Interim der Albert-Schweitzer-Schule erhält CO₂-Zertifikat

Holzmodulbauweise spart 921 Tonnen Kohlendioxid ein

Ein Schulgebäude kann nicht nur modernen Raum zum Lernen schaffen, sondern auch einen Beitrag zum Klimaschutz leisten. Das zeigt auch das Interimsgebäude der Albert-Schweitzer-Schule in Neu-Isenburg. Durch die Errichtung in Holzmodulbauweise wurden nach Angaben der CO₂-Bank, einer Initiative der Wald- und Holzwirtschaft, insgesamt 921 Tonnen Kohlendioxid dauerhaft gebunden. Um dieses Engagement zu würdigen, überreichte Heiko Götze, Projekt- und Bauleiter der Firma Baumgarten, die als Generalunternehmen das Interimsgebäude errichtet hat, am Dienstag ein entsprechendes Zertifikat an Kreisbeigeordneten Alexander Böhn.

Im Beisein von Schulleiterin Bettina Helfer und dem Leitungsteam der Schulkindbetreuung lobte Heiko Götze den Bau des Interimsgebäudes als Vorzeigeprojekt für die Region: „Es zeigt, wie moderne Bautechniken und nachhaltige Materialien miteinander verbunden werden können: Die Holzmodulbauweise ermöglichte eine schnelle Errichtung und verbessert die Ökobilanz. Sichtbare Holzoberflächen und natürliche, emissionsarme Materialien schaffen darüber hinaus ein angenehmes Lern- und Arbeitsumfeld. Wir freuen uns, dass mit diesem Projekt ein positives Beispiel für öffentliche Bauvorhaben im Kreis entstanden ist.“

„Mit dem Interimsgebäude haben wir dringend benötigten Schulraum geschaffen und gleichzeitig bewusst auf eine Bauweise gesetzt, die Nachhaltigkeit von Anfang an mitdenkt“, sagte Kreisbeigeordneter Alexander Böhn. „Der Nachweis über die dauerhafte Bindung von 921 Tonnen CO₂ macht deutlich, welchen Beitrag allein die Wahl nachhaltiger Materialien leisten kann.“ Die Speicherung von CO₂ im Holz basiert dabei auf einem natürlichen Prozess. Während des Wachstums nehmen die Bäume Kohlenstoffdioxid aus der Atmosphäre auf und binden den enthaltenen Kohlenstoff im Holz. Auf diese Weise tragen sie als nachwachsender Rohstoff aktiv zur Reduzierung von Treibhausgasen bei.

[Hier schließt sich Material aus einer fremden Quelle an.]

//! Versioned schema migrations.
//!
//! A [`Migrator`] runs an ordered catalog of [`MigrationStep`]s against one
//! database. Each step moves through
//! `NotApplied -> Applying -> Applied`, or `Applying -> Failed -> NotApplied`
//! when it errors. Nothing is recorded for a failed step.
//!
//! Whether a step has been applied is always decided by the step's own live
//! catalog check, on every run. The history ledger is informational only.
//!
//! Runs are assumed single-writer: callers must not run two migrators against
//! the same database at once.

pub mod catalog;
pub mod history;
pub mod recreate;
pub mod steps;
pub mod tenant;

use std::fmt;

use async_trait::async_trait;
use tracing::{error, info};

use crate::error::{PortError, Result};
use crate::schema_ops::SchemaOperations;

pub use catalog::{Catalog, StepAction, StepSpec};
pub use history::HistoryEntry;
pub use recreate::{recreate_table, RecreatePlan, RestoreReport, TableSnapshot};
pub use steps::{
    AddColumnStep, CreateIndexStep, CreateTableStep, DropIndexStep, RecreateTableStep,
};
pub use tenant::{Consolidation, TenantRetrofitStep};

/// One versioned schema or data transformation.
///
/// `id` is a globally ordered, monotonically increasing number (a timestamp
/// such as `20240315120000` works well). Once shipped, a step's id and
/// behavior never change.
#[async_trait]
pub trait MigrationStep: Send + Sync {
    /// Ordering key.
    fn id(&self) -> i64;

    /// Human-readable summary.
    fn description(&self) -> &str;

    /// Live check of whether the step's effect is present.
    ///
    /// Must inspect the catalog or data every time; never cache.
    async fn is_applied(&self, ops: &SchemaOperations) -> Result<bool>;

    /// Apply the step.
    async fn apply(&self, ops: &SchemaOperations) -> Result<()>;

    /// Undo the step.
    async fn revert(&self, ops: &SchemaOperations) -> Result<()>;
}

/// Lifecycle state of a step within one run.
#[derive(Debug, Clone, Copy, PartialEq, Eq)]
pub enum StepState {
    NotApplied,
    Applying,
    Applied,
    Failed,
}

impl fmt::Display for StepState {
    fn fmt(&self, f: &mut fmt::Formatter<'_>) -> fmt::Result {
        let s = match self {
            StepState::NotApplied => "not applied",
            StepState::Applying => "applying",
            StepState::Applied => "applied",
            StepState::Failed => "failed",
        };
        f.write_str(s)
    }
}

/// Status of one step as reported by [`Migrator::status`].
#[derive(Debug, Clone, PartialEq, Eq)]
pub struct StepStatus {
    pub id: i64,
    pub description: String,
    pub state: StepState,
    /// When the ledger recorded the step, if it did.
    pub applied_at: Option<String>,
}

/// Outcome of [`Migrator::run`].
#[derive(Debug, Clone, Default, PartialEq, Eq)]
pub struct MigrationReport {
    /// Steps applied by this run, in order.
    pub applied: Vec<i64>,
    /// Steps found already applied.
    pub skipped: Vec<i64>,
}

/// Applies a migration catalog in id order.
pub struct Migrator {
    steps: Vec<Box<dyn MigrationStep>>,
}

impl Migrator {
    /// Build a migrator over `steps`.
    ///
    /// # Errors
    ///
    /// Returns [`PortError::Config`] unless ids are strictly ascending. The
    /// catalog order is a contract and is never re-sorted.
    pub fn new(steps: Vec<Box<dyn MigrationStep>>) -> Result<Self> {
        for pair in steps.windows(2) {
            if pair[1].id() <= pair[0].id() {
                return Err(PortError::Config(format!(
                    "Migration step {} must come after step {}; ids must be strictly ascending",
                    pair[1].id(),
                    pair[0].id()
                )));
            }
        }
        Ok(Self { steps })
    }

    /// Apply every step that is not yet applied, in ascending id order.
    ///
    /// Stops at the first failure, which is returned as
    /// [`PortError::Migration`] carrying the step id.
    pub async fn run(&self, ops: &SchemaOperations) -> Result<MigrationReport> {
        let mut report = MigrationReport::default();

        for step in &self.steps {
            let id = step.id();
            let applied = step
                .is_applied(ops)
                .await
                .map_err(|e| step_failure(id, e))?;
            if applied {
                report.skipped.push(id);
                continue;
            }

            transition(step.as_ref(), StepState::NotApplied, StepState::Applying);
            match self.apply_one(step.as_ref(), ops).await {
                Ok(()) => {
                    transition(step.as_ref(), StepState::Applying, StepState::Applied);
                    report.applied.push(id);
                }
                Err(e) => {
                    transition(step.as_ref(), StepState::Applying, StepState::Failed);
                    error!("Migration step {} failed: {}", id, e);
                    transition(step.as_ref(), StepState::Failed, StepState::NotApplied);
                    return Err(e);
                }
            }
        }

        info!(
            "Migrations complete: {} applied, {} already applied",
            report.applied.len(),
            report.skipped.len()
        );
        Ok(report)
    }

    async fn apply_one(&self, step: &dyn MigrationStep, ops: &SchemaOperations) -> Result<()> {
        let id = step.id();
        step.apply(ops).await.map_err(|e| step_failure(id, e))?;

        let observed = step
            .is_applied(ops)
            .await
            .map_err(|e| step_failure(id, e))?;
        if !observed {
            return Err(step_failure(
                id,
                PortError::database(format!(
                    "step completed but its effect is not visible in the catalog ({})",
                    step.description()
                )),
            ));
        }

        history::record_applied(ops, id, step.description())
            .await
            .map_err(|e| step_failure(id, e))
    }

    /// Live state of every step, with ledger timestamps where recorded.
    pub async fn status(&self, ops: &SchemaOperations) -> Result<Vec<StepStatus>> {
        let ledger = history::load_history(ops).await?;
        let mut out = Vec::with_capacity(self.steps.len());
        for step in &self.steps {
            let state = if step.is_applied(ops).await? {
                StepState::Applied
            } else {
                StepState::NotApplied
            };
            out.push(StepStatus {
                id: step.id(),
                description: step.description().to_string(),
                state,
                applied_at: ledger
                    .iter()
                    .find(|e| e.id == step.id())
                    .map(|e| e.applied_at.clone()),
            });
        }
        Ok(out)
    }

    /// Revert applied steps with id greater than `target_id`, newest first.
    ///
    /// Returns the reverted ids.
    pub async fn revert_to(&self, ops: &SchemaOperations, target_id: i64) -> Result<Vec<i64>> {
        let mut reverted = Vec::new();
        for step in self.steps.iter().rev() {
            let id = step.id();
            if id <= target_id {
                break;
            }
            if !step.is_applied(ops).await.map_err(|e| step_failure(id, e))? {
                continue;
            }
            info!("Reverting migration step {}: {}", id, step.description());
            step.revert(ops).await.map_err(|e| step_failure(id, e))?;
            history::forget(ops, id)
                .await
                .map_err(|e| step_failure(id, e))?;
            reverted.push(id);
        }
        Ok(reverted)
    }
}

fn transition(step: &dyn MigrationStep, from: StepState, to: StepState) {
    info!(
        "Migration step {} ({}): {} -> {}",
        step.id(),
        step.description(),
        from,
        to
    );
}

/// Attach a step id to an error, keeping one that already carries it.
fn step_failure(step_id: i64, err: PortError) -> PortError {
    match err {
        PortError::Migration { .. } => err,
        other => PortError::Migration {
            step_id,
            restore_in_progress: false,
            source: Box::new(other),
        },
    }
}

#[cfg(test)]
mod tests {
    use super::*;
    use crate::core::{Column, LogicalType, Table};
    use crate::drivers::SqliteConnection;
    use crate::retry::ResilientExecutor;
    use std::sync::atomic::{AtomicU32, Ordering};
    use std::sync::Arc;

    async fn ops() -> SchemaOperations {
        let conn = SqliteConnection::in_memory().await.unwrap();
        SchemaOperations::new(Arc::new(conn), ResilientExecutor::default())
    }

    fn table(name: &str) -> Table {
        Table::new(name)
            .column(Column::new("id", LogicalType::Integer).not_null())
            .primary_key(["id"])
    }

    /// Claims success without doing anything.
    struct Liar {
        applies: AtomicU32,
    }

    #[async_trait]
    impl MigrationStep for Liar {
        fn id(&self) -> i64 {
            3
        }
        fn description(&self) -> &str {
            "does nothing"
        }
        async fn is_applied(&self, _ops: &SchemaOperations) -> Result<bool> {
            Ok(false)
        }
        async fn apply(&self, _ops: &SchemaOperations) -> Result<()> {
            self.applies.fetch_add(1, Ordering::SeqCst);
            Ok(())
        }
        async fn revert(&self, _ops: &SchemaOperations) -> Result<()> {
            Ok(())
        }
    }

    #[test]
    fn test_ids_must_ascend() {
        let steps: Vec<Box<dyn MigrationStep>> = vec![
            Box::new(CreateTableStep::new(2, "b", table("b"))),
            Box::new(CreateTableStep::new(1, "a", table("a"))),
        ];
        assert!(matches!(Migrator::new(steps), Err(PortError::Config(_))));

        let duplicate: Vec<Box<dyn MigrationStep>> = vec![
            Box::new(CreateTableStep::new(1, "a", table("a"))),
            Box::new(CreateTableStep::new(1, "b", table("b"))),
        ];
        assert!(Migrator::new(duplicate).is_err());
    }

    #[tokio::test]
    async fn test_run_is_idempotent_and_recorded() {
        let ops = ops().await;
        let steps: Vec<Box<dyn MigrationStep>> = vec![
            Box::new(CreateTableStep::new(1, "create a", table("a"))),
            Box::new(CreateTableStep::new(2, "create b", table("b"))),
        ];
        let migrator = Migrator::new(steps).unwrap();

        let first = migrator.run(&ops).await.unwrap();
        assert_eq!(first.applied, vec![1, 2]);
        let second = migrator.run(&ops).await.unwrap();
        assert!(second.applied.is_empty());
        assert_eq!(second.skipped, vec![1, 2]);

        let status = migrator.status(&ops).await.unwrap();
        assert!(status.iter().all(|s| s.state == StepState::Applied));
        assert!(status.iter().all(|s| s.applied_at.is_some()));
    }

    #[tokio::test]
    async fn test_manual_repair_is_detected_live() {
        let ops = ops().await;
        let steps: Vec<Box<dyn MigrationStep>> =
            vec![Box::new(CreateTableStep::new(1, "create a", table("a")))];
        let migrator = Migrator::new(steps).unwrap();
        migrator.run(&ops).await.unwrap();

        // Someone dropped the table by hand; the ledger still says applied.
        ops.drop_table_if_exists("a").await.unwrap();
        let report = migrator.run(&ops).await.unwrap();
        assert_eq!(report.applied, vec![1]);
        assert!(ops.has_table("a").await.unwrap());
    }

    #[tokio::test]
    async fn test_unobservable_step_fails_with_its_id() {
        let ops = ops().await;
        let liar = Liar {
            applies: AtomicU32::new(0),
        };
        let steps: Vec<Box<dyn MigrationStep>> = vec![
            Box::new(CreateTableStep::new(1, "create a", table("a"))),
            Box::new(liar),
        ];
        let migrator = Migrator::new(steps).unwrap();

        let err = migrator.run(&ops).await.unwrap_err();
        match err {
            PortError::Migration {
                step_id,
                restore_in_progress,
                ..
            } => {
                assert_eq!(step_id, 3);
                assert!(!restore_in_progress);
            }
            other => panic!("unexpected error: {}", other),
        }

        let ledger = history::load_history(&ops).await.unwrap();
        assert_eq!(ledger.iter().map(|e| e.id).collect::<Vec<_>>(), vec![1]);
    }

    #[tokio::test]
    async fn test_revert_to() {
        let ops = ops().await;
        let steps: Vec<Box<dyn MigrationStep>> = vec![
            Box::new(CreateTableStep::new(1, "create a", table("a"))),
            Box::new(CreateTableStep::new(2, "create b", table("b"))),
            Box::new(CreateTableStep::new(3, "create c", table("c"))),
        ];
        let migrator = Migrator::new(steps).unwrap();
        migrator.run(&ops).await.unwrap();

        let reverted = migrator.revert_to(&ops, 1).await.unwrap();
        assert_eq!(reverted, vec![3, 2]);
        assert!(ops.has_table("a").await.unwrap());
        assert!(!ops.has_table("b").await.unwrap());

        let status = migrator.status(&ops).await.unwrap();
        assert_eq!(status[1].state, StepState::NotApplied);
        assert_eq!(status[1].applied_at, None);
    }
}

Das dreigeschossige Interimsgebäude wurde innerhalb eines Jahres auf dem Schulhof der Alten Goetheschule, Hugenottenallee 82, errichtet. Im Januar 2026 nahm die Schulgemeinde dort den Unterricht auf. Das Ausweichquartier war notwendig geworden, da am bisherigen Standort in der Freiherr-vom-Stein-Straße ein neues Schulgebäude mit Betreuungseinrichtung und Zweifeldsporthalle entsteht. Auf diese Weise wird die Albert-Schweitzer-Schule zu einer vierzügigen, ganztagsfähigen Einrichtung ausgebaut.

Im barrierefreien Interimsgebäude sind 16 Klassenräume, ein Musikraum, ein Lehrerzimmer und ein Speisesaal mit Küche untergebracht. Hinzu kommen angegliederte Flächen für die Betreuung sowie weitere Nutz-, Technik- und Lagerräume. Räume in der Alten Goetheschule ergänzen das Angebot und werden unter anderem für Verwaltung, Betreuung und Schulsozialarbeit genutzt.

Neben der Holzmodulbauweise wurde auch bei der weiteren Planung auf Nachhaltigkeit und Klimaschutz geachtet. Das Gebäude verfügt über eine energetisch optimierte Gebäudehülle und nutzt die bestehende Wärmeversorgung der Alten Goetheschule. Auf dem extensiv begrünten Dach ist zudem eine Photovoltaikanlage installiert. Das Interim bietet darüber hinaus langfristige Nutzungsmöglichkeiten. Die einzelnen Raummodule können nach dem geplanten Rückumzug der Schulgemeinde Ende 2028 weiterverwendet werden, beispielsweise als Ausweichquartier oder zur Erweiterung an einem anderen Standort.